APPLICANTS: NFT, NFI, NIR, and NMIT, NationsBanc Advisors, Inc. 
(``NBAI''), Pacific Horizon, and MIT.

FILING DATES: The application was filed on February 3, 1999. Applicants 
have agreed to file an amendment to the application, the substance of 
which is reflected in this notice, during the notice period.

HEARING OR NOTIFICATION OF HEARING: An order granting the application 
will be issued unless the SEC orders a hearing. Interested persons may 
request a hearing by writing to the SEC's Secretary and serving 
applicants with a copy of the request, personally or by mail. Hearing 
requests should be received by the SEC by 5:30 p.m. on May 12, 1999 and 
should be accompanied by proof of service on applicants in the form of 
an affidavit or, for lawyers, a certificate of service. Hearing 
requests should state the nature of the writer's interest, the reason 
for the request, and the issues contested. Persons may request 
notification by writing to the SEC's Secretary.

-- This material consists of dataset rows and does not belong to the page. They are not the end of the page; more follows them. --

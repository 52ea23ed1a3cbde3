use std::sync::RwLock;

use proptrack_application::PermissionStateRepository;
use proptrack_core::{AppError, AppResult};
use proptrack_domain::PermissionState;

/// In-memory permission state repository implementation.
#[derive(Debug, Default)]
pub struct InMemoryPermissionStateRepository {
    state: RwLock<Option<PermissionState>>,
}

impl InMemoryPermissionStateRepository {
    /// Creates an empty in-memory repository.
    #[must_use]
    pub fn new() -> Self {
        Self {
            state: RwLock::new(None),
        }
    }
}

impl PermissionStateRepository for InMemoryPermissionStateRepository {
    fn load_state(&self) -> AppResult<Option<PermissionState>> {
        self.state
            .read()
            .map(|state| state.clone())
            .map_err(|_| AppError::Internal("permission state lock poisoned".to_owned()))
    }

    fn save_state(&self, state: &PermissionState) -> AppResult<()> {
        let mut stored = self
            .state
            .write()
            .map_err(|_| AppError::Internal("permission state lock poisoned".to_owned()))?;
        *stored = Some(state.clone());
        Ok(())
    }
}

#[cfg(test)]
mod tests {
    use std::sync::Arc;

    use proptrack_application::PermissionStore;
    use proptrack_domain::{Action, NewRole, Permission, default_roles};

    use super::InMemoryPermissionStateRepository;

    #[test]
    fn store_state_survives_reload_from_same_repository() {
        let repository = Arc::new(InMemoryPermissionStateRepository::new());
        let seeded = PermissionStore::load_or_seed(repository.clone(), default_roles());
        let Ok(mut store) = seeded else {
            panic!("store should seed");
        };

        let added = store.add_role(
            NewRole::new("Inspector", "Reads maintenance")
                .with_permission("maintenance", Permission::read_only()),
        );
        let Ok(role_id) = added else {
            panic!("role should be added");
        };
        assert!(store.set_active_role(Some(role_id)).is_ok());

        let reloaded = PermissionStore::load(repository);
        let Ok(reloaded) = reloaded else {
            panic!("store should reload");
        };
        assert_eq!(reloaded.active_role_id(), Some(role_id));
        assert!(reloaded.has_access("maintenance"));
        assert!(!reloaded.can(Action::Update, "maintenance"));
    }
}
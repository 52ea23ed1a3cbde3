use std::sync::Arc;

use proptrack_core::{AppError, AppResult, RecordId};
use proptrack_domain::{AuditTrail, ComplianceEvent, render_certificate};
use serde_json::{Map, Value};
use tracing::{info, warn};

use crate::{AuditTrailRepository, DocumentDelivery, DocumentDeliveryService};

/// Application service for document signing workflows.
///
/// Each call loads the stored trail, applies one audit operation and writes
/// the result back. Ordering concurrent writers for the same document is the
/// repository's concern.
#[derive(Clone)]
pub struct DocumentSigningService {
    trail_repository: Arc<dyn AuditTrailRepository>,
    delivery_service: Arc<dyn DocumentDeliveryService>,
}

impl DocumentSigningService {
    /// Creates a new service from required dependencies.
    #[must_use]
    pub fn new(
        trail_repository: Arc<dyn AuditTrailRepository>,
        delivery_service: Arc<dyn DocumentDeliveryService>,
    ) -> Self {
        Self {
            trail_repository,
            delivery_service,
        }
    }

    /// Starts and stores a new trail for a document.
    pub async fn start_trail(&self, document_id: RecordId) -> AppResult<AuditTrail> {
        if self
            .trail_repository
            .find_trail(&document_id)
            .await?
            .is_some()
        {
            return Err(AppError::Conflict(format!(
                "audit trail for document '{document_id}' already exists"
            )));
        }

        let trail = AuditTrail::new(document_id);
        self.trail_repository.save_trail(&trail).await?;

        info!(document_id = %trail.document_id(), "audit trail started");
        Ok(trail)
    }

    /// Returns the stored trail for a document.
    pub async fn trail(&self, document_id: &RecordId) -> AppResult<AuditTrail> {
        self.trail_repository
            .find_trail(document_id)
            .await?
            .ok_or_else(|| {
                AppError::NotFound(format!("audit trail for document '{document_id}'"))
            })
    }

    /// Registers a signer on the document.
    pub async fn add_signer(
        &self,
        document_id: &RecordId,
        signer_id: RecordId,
        name: &str,
        email: &str,
    ) -> AppResult<AuditTrail> {
        let trail = self.trail(document_id).await?;
        warn_if_completed(&trail, "add_signer");
        if trail.signer(&signer_id).is_some() {
            warn!(
                document_id = %document_id,
                signer_id = %signer_id,
                "registering a signer id that is already present"
            );
        }

        let trail = trail.add_signer(signer_id, name, email);
        self.store(trail).await
    }

    /// Appends a free-form action to the document's trail.
    pub async fn record_action(
        &self,
        document_id: &RecordId,
        action: &str,
        ip_address: Option<String>,
        user_agent: Option<String>,
        details: Option<Map<String, Value>>,
    ) -> AppResult<AuditTrail> {
        let trail = self.trail(document_id).await?.record_action(
            action,
            ip_address,
            user_agent,
            details,
        );
        self.store(trail).await
    }

    /// Records that a recipient opened the document.
    pub async fn record_view(
        &self,
        document_id: &RecordId,
        ip_address: Option<String>,
        user_agent: Option<String>,
    ) -> AppResult<AuditTrail> {
        self.record_action(
            document_id,
            ComplianceEvent::DocumentViewed.as_str(),
            ip_address,
            user_agent,
            None,
        )
        .await
    }

    /// Records signer consent; unknown signers still leave an action entry.
    pub async fn record_consent(
        &self,
        document_id: &RecordId,
        signer_id: &RecordId,
        ip_address: Option<String>,
        verification_method: Option<String>,
    ) -> AppResult<AuditTrail> {
        let trail = self.trail(document_id).await?;
        warn_if_completed(&trail, "consent");
        warn_unknown_signer(&trail, signer_id, "consent");

        let trail = trail.record_consent(signer_id, ip_address, verification_method);
        self.store(trail).await
    }

    /// Records a signature; unknown signers still leave an action entry.
    pub async fn record_signature(
        &self,
        document_id: &RecordId,
        signer_id: &RecordId,
        ip_address: Option<String>,
        details: Option<Map<String, Value>>,
    ) -> AppResult<AuditTrail> {
        let trail = self.trail(document_id).await?;
        warn_if_completed(&trail, "signature");
        warn_unknown_signer(&trail, signer_id, "signature");

        let trail = trail.record_signature(signer_id, ip_address, details);
        self.store(trail).await
    }

    /// Marks the document complete.
    pub async fn complete(&self, document_id: &RecordId) -> AppResult<AuditTrail> {
        let trail = self.trail(document_id).await?;
        if let Some(completed_at) = trail.completion_time() {
            warn!(
                document_id = %document_id,
                completed_at = %completed_at,
                "completing an already completed trail overwrites its completion time"
            );
        }

        let trail = trail.complete();
        self.store(trail).await
    }

    /// Delivers the document and records a `document_sent` action.
    ///
    /// Nothing is recorded when delivery fails.
    pub async fn send_document(&self, delivery: DocumentDelivery) -> AppResult<AuditTrail> {
        if delivery.recipient.trim().is_empty() {
            return Err(AppError::Validation(
                "delivery recipient must not be empty".to_owned(),
            ));
        }

        let trail = self.trail(&delivery.document_id).await?;
        self.delivery_service.deliver(&delivery).await?;

        let mut details = Map::new();
        details.insert(
            "method".to_owned(),
            Value::String(delivery.method.as_str().to_owned()),
        );
        details.insert(
            "recipient".to_owned(),
            Value::String(delivery.recipient.clone()),
        );

        info!(
            document_id = %delivery.document_id,
            method = delivery.method.as_str(),
            "document delivered"
        );

        let trail = trail.record_action(
            ComplianceEvent::DocumentSent.as_str(),
            None,
            None,
            Some(details),
        );
        self.store(trail).await
    }

    /// Renders the certificate of completion for a document.
    pub async fn certificate(
        &self,
        document_id: &RecordId,
        document_title: &str,
    ) -> AppResult<String> {
        let trail = self.trail(document_id).await?;
        Ok(render_certificate(&trail, document_title))
    }

    async fn store(&self, trail: AuditTrail) -> AppResult<AuditTrail> {
        self.trail_repository.save_trail(&trail).await?;

        info!(
            document_id = %trail.document_id(),
            action_count = trail.actions().len(),
            signer_count = trail.signers().len(),
            "audit trail saved"
        );

        Ok(trail)
    }
}

fn warn_if_completed(trail: &AuditTrail, event: &str) {
    if let Some(completed_at) = trail.completion_time() {
        warn!(
            document_id = %trail.document_id(),
            completed_at = %completed_at,
            event = event,
            "changing signer state on a completed trail"
        );
    }
}

fn warn_unknown_signer(trail: &AuditTrail, signer_id: &RecordId, event: &str) {
    if trail.signer(signer_id).is_none() {
        warn!(
            document_id = %trail.document_id(),
            signer_id = %signer_id,
            event = event,
            "signer not registered; recording the attempt only"
        );
    }
}

#[cfg(test)]
mod tests;
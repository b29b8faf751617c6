//! avrcec-bridge
//!
//! Follows the AV receiver and turns the display on and off over HDMI-CEC
//! to match: on when a video source is selected, off when the receiver goes
//! to standby.

use avrcec::avr::{Link, TcpConnector};
use avrcec::bridge::{spawn_link, Bridge};
use avrcec::cec::client::CecClient;
use avrcec::cec::dispatch;
use avrcec::power::{ChannelWaiter, Coordinator};
use std::env;
use std::process::ExitCode;
use tracing::{error, info};

fn main() -> ExitCode {
    let mut opts = avrcec_tools::common_opts();
    opts.optopt("", "cec-client", "Path to cec-client (default: cec-client)", "path");

    let args: Vec<String> = env::args().collect();

    macro_rules! die{
        ($f:expr,$($a:tt)*)=>{
        {
            die!(format!($f, $($a)*));
        }
        };
        ($msg:expr)=>{
        {
            error!("{}", $msg);
            return ExitCode::FAILURE;
        }
        };
    }
    macro_rules! die_usage{
        ($f:expr,$($a:tt)*)=>{
        {
            die_usage!(format!($f, $($a)*));
        }
        };
        ($msg:expr)=>{
        {
            let usage = format!(
                "Usage: {} [-c file] [-p port] [-v] [-d] [-t fmt] [--cec-client path] [receiver_host]",
                &args[0]
            );
            eprintln!("ERROR: {}\n{}", $msg, opts.usage(&usage));
            return ExitCode::FAILURE;
        }
        };
    }

    let matches = match opts.parse(&args[1..]) {
        Ok(m) => m,
        Err(f) => die_usage!("{}", f.to_string()),
    };
    let mut config = match avrcec_tools::load_config(&matches) {
        Ok(config) => config,
        Err(msg) => die_usage!(msg),
    };
    if let Some(path) = matches.opt_str("cec-client") {
        config.bus.client = path;
    }
    avrcec_tools::init_logging(&matches);

    let (bus_send, bus_rx) = dispatch::rx_channel();
    let client = match CecClient::new(&config.bus, dispatch::dispatch_to_channel(bus_send)) {
        Ok(client) => client,
        Err(err) => die!("Failed to start {}: {}", config.bus.client, err),
    };
    info!("bus transport started as {:?}", config.bus.address);

    let connector = match TcpConnector::resolve(
        &config.receiver.host,
        config.receiver.port,
        config.receiver.read_timeout(),
    ) {
        Ok(connector) => connector,
        Err(err) => die!(err),
    };
    let receiver = &config.receiver;
    let link = match Link::open(connector, &receiver.status_query, receiver.max_line) {
        Ok(link) => link,
        Err(err) => die!(err),
    };
    let link_rx = match spawn_link(link) {
        Ok(rx) => rx,
        Err(err) => die!("Failed to start receiver link thread: {}", err),
    };

    let coordinator = Coordinator::new(
        client,
        ChannelWaiter::new(bus_rx.clone()),
        config.display.address,
        config.sources.policy(),
        config.display.retry_policy(),
    );
    let mut bridge = Bridge::new(coordinator);
    if let Err(err) = bridge.run(link_rx, bus_rx) {
        die!(err);
    }
    ExitCode::SUCCESS
}
//! avr-monitor
//!
//! Connects to the AV receiver and logs what it reports, as interpreted by
//! the bridge, without touching the bus.

use avrcec::avr::{Link, LinkEvent, SourceEvent, SourceTracker, TcpConnector};
use std::env;
use std::process::ExitCode;
use tracing::{error, info};

fn main() -> ExitCode {
    let mut opts = avrcec_tools::common_opts();
    opts.optflag("", "raw", "Also log every line received");

    let args: Vec<String> = env::args().collect();

    let matches = match opts.parse(&args[1..]) {
        Ok(m) => m,
        Err(f) => {
            let usage = format!(
                "Usage: {} [-c file] [-p port] [-v] [-d] [-t fmt] [--raw] [receiver_host]",
                &args[0]
            );
            eprintln!("ERROR: {}\n{}", f, opts.usage(&usage));
            return ExitCode::FAILURE;
        }
    };
    let config = match avrcec_tools::load_config(&matches) {
        Ok(config) => config,
        Err(msg) => {
            eprintln!("ERROR: {}", msg);
            return ExitCode::FAILURE;
        }
    };
    avrcec_tools::init_logging(&matches);
    let raw = matches.opt_present("raw");

    let link = TcpConnector::resolve(
        &config.receiver.host,
        config.receiver.port,
        config.receiver.read_timeout(),
    )
    .and_then(|connector| {
        Link::open(connector, &config.receiver.status_query, config.receiver.max_line)
    });
    let mut link = match link {
        Ok(link) => link,
        Err(err) => {
            error!("{}", err);
            return ExitCode::FAILURE;
        }
    };

    let policy = config.sources.policy();
    let mut tracker = SourceTracker::new();
    loop {
        let line = match link.poll_line() {
            Ok(LinkEvent::Line(line)) => line,
            Ok(LinkEvent::Reconnected) => {
                info!("reconnected");
                tracker.reset();
                continue;
            }
            Err(err) => {
                error!("{}", err);
                return ExitCode::FAILURE;
            }
        };
        if raw {
            info!("<< {}", line);
        }
        match tracker.interpret(&line) {
            SourceEvent::Initial(source) => info!("source: {:?}", source),
            SourceEvent::Changed(source) => info!(
                "source changed: {:?} (would {})",
                source,
                if policy.suppresses_auto_power_on(source) {
                    "leave the display alone"
                } else {
                    "power on the display"
                }
            ),
            SourceEvent::PowerOn => info!("power on"),
            SourceEvent::Standby => info!("standby (would power off the display)"),
            SourceEvent::NoOp => {}
        }
    }
}
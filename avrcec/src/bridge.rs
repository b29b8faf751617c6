//! Bridge
//!
//! Ties the receiver link and the bus together. Both streams are delivered
//! over crossbeam channels and consumed by a single loop, so the source
//! tracker and the power coordinator are only ever touched from one thread.
//!
//! Note: the receiver link runs in a dedicated thread.

use crate::avr::{Connector, Link, LinkError, LinkEvent, SourceEvent, SourceTracker};
use crate::cec::{Bus, BusMessage};
use crate::power::{Coordinator, Waiter};
use crossbeam::channel;
use std::io;
use std::thread;
use tracing::{debug, info};

/// Default size of the channel carrying receiver link events.
static DEFAULT_LINK_CHANNEL_SIZE: usize = 64;

/// Why the bridge stopped.
#[derive(Debug, thiserror::Error)]
pub enum BridgeError {
    #[error(transparent)]
    Link(#[from] LinkError),
    #[error("receiver link thread exited")]
    LinkGone,
    #[error("bus transport disconnected")]
    BusGone,
}

/// Moves `link` to its own thread, which polls it forever and forwards what
/// it gets. A fatal link error is forwarded as well, then the thread exits.
pub fn spawn_link<C>(
    mut link: Link<C>,
) -> io::Result<channel::Receiver<Result<LinkEvent, LinkError>>>
where
    C: Connector + Send + 'static,
    C::Stream: Send,
{
    let (tx, rx) = channel::bounded(DEFAULT_LINK_CHANNEL_SIZE);
    thread::Builder::new()
        .name("avr-link".to_string())
        .spawn(move || loop {
            match link.poll_line() {
                Ok(event) => {
                    if tx.send(Ok(event)).is_err() {
                        break;
                    }
                }
                Err(err) => {
                    let _ = tx.send(Err(err));
                    break;
                }
            }
        })?;
    Ok(rx)
}

pub struct Bridge<B: Bus, W: Waiter> {
    tracker: SourceTracker,
    coordinator: Coordinator<B, W>,
}

impl<B: Bus, W: Waiter> Bridge<B, W> {
    pub fn new(coordinator: Coordinator<B, W>) -> Bridge<B, W> {
        Bridge {
            tracker: SourceTracker::new(),
            coordinator,
        }
    }

    pub fn tracker(&self) -> &SourceTracker {
        &self.tracker
    }

    pub fn coordinator(&self) -> &Coordinator<B, W> {
        &self.coordinator
    }

    fn power_on(&mut self) {
        let outcome = self.coordinator.on_source_power_on_intent(self.tracker.current());
        debug!("power on: {:?}", outcome);
    }

    fn power_off(&mut self) {
        let outcome = self.coordinator.on_power_off_intent();
        debug!("power off: {:?}", outcome);
    }

    pub fn handle_link_event(&mut self, event: LinkEvent) {
        let line = match event {
            LinkEvent::Line(line) => line,
            LinkEvent::Reconnected => {
                info!("receiver link re-established, waiting for source report");
                self.tracker.reset();
                return;
            }
        };
        match self.tracker.interpret(&line) {
            SourceEvent::Initial(source) => {
                info!("receiver source is {:?}", source);
            }
            SourceEvent::Changed(source) => {
                info!("receiver source changed to {:?}", source);
                self.power_on();
            }
            SourceEvent::PowerOn => {
                info!("receiver powered on");
                self.power_on();
            }
            SourceEvent::Standby => {
                info!("receiver went to standby");
                self.power_off();
            }
            SourceEvent::NoOp => {
                debug!("ignoring '{}'", line);
            }
        }
    }

    pub fn handle_bus_message(&mut self, msg: BusMessage) {
        self.coordinator.on_bus_message(&msg);
    }

    /// Consumes both streams in arrival order until one of them fails.
    pub fn run(
        &mut self,
        link: channel::Receiver<Result<LinkEvent, LinkError>>,
        bus: channel::Receiver<BusMessage>,
    ) -> Result<(), BridgeError> {
        use crossbeam::select;
        loop {
            select! {
                recv(link) -> res => match res {
                    Ok(Ok(event)) => self.handle_link_event(event),
                    Ok(Err(err)) => return Err(err.into()),
                    Err(_) => return Err(BridgeError::LinkGone),
                },
                recv(bus) -> res => match res {
                    Ok(msg) => self.handle_bus_message(msg),
                    Err(_) => return Err(BridgeError::BusGone),
                },
            }
        }
    }
}

#[cfg(test)]
mod tests {
    use super::*;
    use crate::avr::testing::{ScriptedConnector, ScriptedStream};
    use crate::avr::{Source, SourcePolicy, IOBUF_SIZE};
    use crate::cec::proto::decode;
    use crate::cec::{Direction, LogicalAddress, SendError};
    use crate::power::{DisplayPowerState, RetryPolicy};
    use std::sync::{Arc, Mutex};
    use std::time::Duration;

    #[derive(Default, Clone)]
    struct SharedBus {
        sent: Arc<Mutex<Vec<Vec<u8>>>>,
    }

    impl Bus for SharedBus {
        fn send_message(&self, _target: LogicalAddress, payload: &[u8]) -> Result<(), SendError> {
            self.sent.lock().unwrap().push(payload.to_vec());
            Ok(())
        }
    }

    /// Confirms standby on the first wait.
    struct ConfirmingWaiter;

    impl Waiter for ConfirmingWaiter {
        fn wait(&mut self, _interval: Duration) -> Vec<BusMessage> {
            vec![decode(&[0x0F, 0x36], Direction::Received).unwrap()]
        }
    }

    fn bridge(bus: SharedBus) -> Bridge<SharedBus, ConfirmingWaiter> {
        Bridge::new(Coordinator::new(
            bus,
            ConfirmingWaiter,
            LogicalAddress::Tv,
            SourcePolicy::default(),
            RetryPolicy::default(),
        ))
    }

    fn line(text: &str) -> LinkEvent {
        LinkEvent::Line(text.to_string())
    }

    #[test]
    fn status_reply_does_not_power_on() {
        let bus = SharedBus::default();
        let mut b = bridge(bus.clone());
        b.handle_link_event(line("SIDVD"));
        assert_eq!(b.tracker().current(), Source::Dvd);
        assert!(bus.sent.lock().unwrap().is_empty());

        b.handle_link_event(line("SIBD"));
        assert_eq!(*bus.sent.lock().unwrap(), vec![vec![0x04]]);
        assert_eq!(b.coordinator().state(), DisplayPowerState::On);
    }

    #[test]
    fn receiver_power_follows() {
        let bus = SharedBus::default();
        let mut b = bridge(bus.clone());
        b.handle_link_event(line("SIGAME"));
        b.handle_link_event(line("PWON"));
        b.handle_link_event(line("PWSTANDBY"));
        assert_eq!(*bus.sent.lock().unwrap(), vec![vec![0x04], vec![0x36]]);
        assert_eq!(b.coordinator().state(), DisplayPowerState::Off);
    }

    #[test]
    fn replayed_status_reply_after_reconnect_is_not_a_change() {
        let bus = SharedBus::default();
        let mut b = bridge(bus.clone());
        b.handle_link_event(line("SIDVD"));
        b.handle_link_event(LinkEvent::Reconnected);
        b.handle_link_event(line("SIDVD"));
        assert!(bus.sent.lock().unwrap().is_empty());
        assert_eq!(b.tracker().current(), Source::Dvd);
    }

    #[test]
    fn malformed_bus_traffic_changes_nothing() {
        use crate::cec::dispatch::{dispatch_to_channel, rx_channel};
        use crate::cec::RawMessage;

        let bus = SharedBus::default();
        let mut b = bridge(bus.clone());
        let (tx, rx) = rx_channel();
        let cb = dispatch_to_channel(tx);
        // Standby broadcast from the display with a stray operand.
        cb(Ok(RawMessage {
            bytes: vec![0x0F, 0x36, 0x00],
            direction: Direction::Received,
        }))
        .unwrap();
        for msg in rx.try_iter() {
            b.handle_bus_message(msg);
        }
        assert_eq!(b.coordinator().state(), DisplayPowerState::Unknown);
        assert!(bus.sent.lock().unwrap().is_empty());
    }

    #[test]
    fn runs_until_link_fails() {
        let stream = ScriptedStream::new(vec![
            Ok(b"SIDVD\r".to_vec()),
            Ok(b"SIBD\r".to_vec()),
        ]);
        // No second connection: the reconnect after the end of the stream fails.
        let connector = ScriptedConnector::new(vec![Ok(stream)]);
        let link = Link::open(connector, "SI?", IOBUF_SIZE).unwrap();
        let link_rx = spawn_link(link).unwrap();
        let (_bus_tx, bus_rx) = channel::bounded::<BusMessage>(1);

        let bus = SharedBus::default();
        let mut b = bridge(bus.clone());
        assert!(matches!(
            b.run(link_rx, bus_rx),
            Err(BridgeError::Link(LinkError::Reconnect(_)))
        ));
        assert_eq!(*bus.sent.lock().unwrap(), vec![vec![0x04]]);
    }

    #[test]
    fn stops_when_bus_goes_away() {
        let (_link_tx, link_rx) = channel::bounded::<Result<LinkEvent, LinkError>>(1);
        let (bus_tx, bus_rx) = channel::bounded::<BusMessage>(1);
        bus_tx
            .send(decode(&[0x0F, 0x36], Direction::Received).unwrap())
            .unwrap();
        drop(bus_tx);
        let mut b = bridge(SharedBus::default());
        assert!(matches!(b.run(link_rx, bus_rx), Err(BridgeError::BusGone)));
        assert_eq!(b.coordinator().state(), DisplayPowerState::Off);
    }
}
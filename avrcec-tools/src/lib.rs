use avrcec::Config;
use getopts::{Matches, Options};
use std::fmt;
use tracing_subscriber::fmt::{format::Writer, time::FormatTime};
use tracing_subscriber::EnvFilter;

/// Options shared by all tools.
pub fn common_opts() -> Options {
    let mut opts = Options::new();
    opts.optopt("c", "", "Configuration file (YAML)", "file");
    opts.optopt("p", "", "Receiver TCP port (default 23)", "port");
    opts.optflag("v", "", "Verbose output");
    opts.optflag("d", "", "Debugging output");
    opts.optopt("t", "", "Timestamp format (default '%T%.3f')", "fmt");
    opts
}

/// Renders log timestamps in local time with a chrono format string.
struct LocalTime(String);

impl FormatTime for LocalTime {
    fn format_time(&self, w: &mut Writer<'_>) -> fmt::Result {
        write!(w, "{}", chrono::Local::now().format(&self.0))
    }
}

/// Installs the global subscriber. `-v`/`-d` win over `RUST_LOG`.
pub fn init_logging(matches: &Matches) {
    let filter = if matches.opt_present("d") {
        EnvFilter::new("trace")
    } else if matches.opt_present("v") {
        EnvFilter::new("debug")
    } else {
        EnvFilter::try_from_default_env().unwrap_or_else(|_| EnvFilter::new("info"))
    };
    let tf = matches.opt_str("t").unwrap_or("%T%.3f".to_string());
    tracing_subscriber::fmt()
        .with_env_filter(filter)
        .with_timer(LocalTime(tf))
        .with_target(false)
        .with_writer(std::io::stderr)
        .init();
}

/// Builds the configuration from `-c`, then applies `-p` and the receiver
/// host given as the single free argument.
pub fn load_config(matches: &Matches) -> Result<Config, String> {
    let mut config = match matches.opt_str("c") {
        Some(path) => Config::load(&path).map_err(|e| e.to_string())?,
        None => Config::default(),
    };
    if let Some(port) = matches.opt_str("p") {
        config.receiver.port = port
            .parse::<u16>()
            .map_err(|_| format!("Invalid port '{}'", port))?;
    }
    match matches.free.len() {
        0 => {}
        1 => config.receiver.host = matches.free[0].clone(),
        _ => return Err("This program supports only a single receiver".to_string()),
    }
    if config.receiver.host.is_empty() {
        return Err("need receiver host".to_string());
    }
    Ok(config)
}
//! AV receiver remote-control protocol
//!
//! The receiver speaks CR-terminated ASCII over a TCP connection: commands
//! like `SI?` or `PWON` go out, status lines like `SIDVD` or `PWSTANDBY`
//! come back, both in reply to queries and whenever the state changes on
//! the receiver itself.

mod iobuf;
pub mod link;
pub mod source;

#[cfg(test)]
pub(crate) mod testing;

pub use iobuf::{LineReader, IOBUF_SIZE};
pub use link::{Connector, Link, LinkEvent, LinkState, TcpConnector};
pub use source::{Source, SourceEvent, SourcePolicy, SourceTracker};

use std::io;

/// Reasons a live receiver link stops delivering lines. All of them are
/// transient: the link is torn down and established again.
#[derive(Debug, thiserror::Error)]
pub enum ReadError {
    #[error("no data within the read timeout")]
    TimedOut,
    #[error("connection closed by the receiver")]
    Closed,
    #[error("I/O error: {0}")]
    IO(io::Error),
}

impl From<io::Error> for ReadError {
    fn from(err: io::Error) -> ReadError {
        match err.kind() {
            // Socket receive timeouts surface as either, depending on the platform.
            io::ErrorKind::WouldBlock | io::ErrorKind::TimedOut => ReadError::TimedOut,
            _ => ReadError::IO(err),
        }
    }
}

/// Failures that leave the process without a receiver link.
#[derive(Debug, thiserror::Error)]
pub enum LinkError {
    #[error("cannot resolve receiver address '{0}': {1}")]
    Resolve(String, io::Error),
    #[error("cannot connect to receiver: {0}")]
    Connect(io::Error),
    #[error("cannot reconnect to receiver: {0}")]
    Reconnect(io::Error),
    #[error("cannot send status query: {0}")]
    Query(io::Error),
}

ADDRESSES: Secretary, SEC, 450 Fifth Street, N.W., Washington, D.C. 
20549-0609. Applicants: NFT, NFI, NIR, NMIT and NBAI, One Bank of 
America Plaza, 101 South Tryon Street, Charlotte, NC 28255; Pacific 
Horizon and MIT, P.O. Box 8968, Wilmington, DE 19899.

FOR FURTHER INFORMATION CONTACT: Janet M. Grossnickle, Attorney-
Adviser, (202) 942-0526, or Mary Kay Frech, Branch Chief, (202) 942-
0564 (Division of Investment Management, Office of Investment Company 
Regulation).

SUPPLEMENTARY INFORMATION: The following is a summary of the 
application. The complete application may be obtained for a fee from 
the SEC's Public Reference Branch, 450 Fifth Street, N.W., Washington, 
D.C. 20549-0102 (telephone (202) 942-8090).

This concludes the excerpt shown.